▶ **Problem to solve**: Verbatim, and with nothing else, reproduce the data below from its first line through the line containing "three optional slots".

(Data listing begins)

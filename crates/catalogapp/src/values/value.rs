//! Scalar values and their three-slot boundary shape.
//!
//! Inside the catalog a value is a single tagged [`Value`]: it is impossible
//! to represent "no value" or "two values". Callers at the edge often speak in
//! three optional slots (`valueString`, `valueNumber`, `valueBoolean`);
//! [`ValueSlots`] is that shape, and [`ValueSlots::resolve`] is the only way
//! from it to a [`Value`].

use super::{ValueType, MAX_STRING_VALUE_LEN};
use crate::error::{CatalogError, Result};
use serde::{Deserialize, Serialize};

/// A typed scalar bound to a resource/feature pair.
#[derive(Debug, Clone, PartialEq, Serialize, Deserialize)]
#[serde(tag = "type", content = "value", rename_all = "SCREAMING_SNAKE_CASE")]
pub enum Value {
    String(String),
    Number(f64),
    Boolean(bool),
}

impl Value {
    pub fn value_type(&self) -> ValueType {
        match self {
            Value::String(_) => ValueType::String,
            Value::Number(_) => ValueType::Number,
            Value::Boolean(_) => ValueType::Boolean,
        }
    }

    pub fn as_str(&self) -> Option<&str> {
        match self {
            Value::String(s) => Some(s),
            _ => None,
        }
    }

    pub fn as_number(&self) -> Option<f64> {
        match self {
            Value::Number(n) => Some(*n),
            _ => None,
        }
    }

    pub fn as_bool(&self) -> Option<bool> {
        match self {
            Value::Boolean(b) => Some(*b),
            _ => None,
        }
    }

    /// Check the limits that hold regardless of the feature: string length
    /// and finiteness of numbers.
    pub fn validate(&self) -> Result<()> {
        match self {
            Value::String(s) if s.chars().count() > MAX_STRING_VALUE_LEN => {
                Err(CatalogError::Validation(format!(
                    "String value must be at most {} characters",
                    MAX_STRING_VALUE_LEN
                )))
            }
            Value::Number(n) if !n.is_finite() => Err(CatalogError::Validation(
                "Number value must be finite".to_string(),
            )),
            _ => Ok(()),
        }
    }

    /// Spread the value back into the three-slot shape.
    pub fn to_slots(&self) -> ValueSlots {
        match self {
            Value::String(s) => ValueSlots::string(s.clone()),
            Value::Number(n) => ValueSlots::number(*n),
            Value::Boolean(b) => ValueSlots::boolean(*b),
        }
    }
}

impl From<String> for Value {
    fn from(s: String) -> Self {
        Value::String(s)
    }
}

impl From<&str> for Value {
    fn from(s: &str) -> Self {
        Value::String(s.to_string())
    }
}

impl From<f64> for Value {
    fn from(n: f64) -> Self {
        Value::Number(n)
    }
}

impl From<bool> for Value {
    fn from(b: bool) -> Self {
        Value::Boolean(b)
    }
}

/// Three independently optional slots, as external callers send them.
#[derive(Debug, Clone, Default, PartialEq, Serialize, Deserialize)]
#[serde(rename_all = "camelCase")]
pub struct ValueSlots {
    #[serde(default, skip_serializing_if = "Option::is_none")]
    pub value_string: Option<String>,
    #[serde(default, skip_serializing_if = "Option::is_none")]
    pub value_number: Option<f64>,
    #[serde(default, skip_serializing_if = "Option::is_none")]
    pub value_boolean: Option<bool>,
}

impl ValueSlots {
    pub fn string(s: impl Into<String>) -> Self {
        Self {
            value_string: Some(s.into()),
            ..Default::default()
        }
    }

    pub fn number(n: f64) -> Self {
        Self {
            value_number: Some(n),
            ..Default::default()
        }
    }

    pub fn boolean(b: bool) -> Self {
        Self {
            value_boolean: Some(b),
            ..Default::default()
        }
    }

    /// Types of the slots that are populated, in slot order.
    pub fn populated(&self) -> Vec<ValueType> {
        let mut kinds = Vec::with_capacity(3);
        if self.value_string.is_some() {
            kinds.push(ValueType::String);
        }
        if self.value_number.is_some() {
            kinds.push(ValueType::Number);
        }
        if self.value_boolean.is_some() {
            kinds.push(ValueType::Boolean);
        }
        kinds
    }

    /// Collapse into a [`Value`] of the `expected` type.
    ///
    /// Exactly one slot must be populated and it must be the slot matching
    /// `expected`; anything else is a [`CatalogError::TypeMismatch`].
    /// `feature` is only used in the error message.
    pub fn resolve(self, feature: &str, expected: ValueType) -> Result<Value> {
        let populated = self.populated();
        let mismatch = |found: String| CatalogError::TypeMismatch {
            feature: feature.to_string(),
            expected,
            found,
        };

        match populated.as_slice() {
            [] => return Err(mismatch("no value".to_string())),
            [single] if *single != expected => return Err(mismatch(single.to_string())),
            [_] => {}
            many => {
                let names: Vec<_> = many.iter().map(|t| t.as_str()).collect();
                return Err(mismatch(format!("multiple values ({})", names.join(", "))));
            }
        }

        let value = match (self.value_string, self.value_number, self.value_boolean) {
            (Some(s), None, None) => Value::String(s),
            (None, Some(n), None) => Value::Number(n),
            (None, None, Some(b)) => Value::Boolean(b),
            _ => unreachable!("exactly one slot checked above"),
        };
        value.validate()?;
        Ok(value)
    }
}

impl From<Value> for ValueSlots {
    fn from(value: Value) -> Self {
        value.to_slots()
    }
}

(Data listing ends)

▶ **Answer area**:
filename crates/catalogapp/src/values/value.rs
//! Scalar values and their three-slot boundary shape.
//!
//! Inside the catalog a value is a single tagged [`Value`]: it is impossible
//! to represent "no value" or "two values". Callers at the edge often speak in
//! three optional slots (`valueString`, `valueNumber`, `valueBoolean`);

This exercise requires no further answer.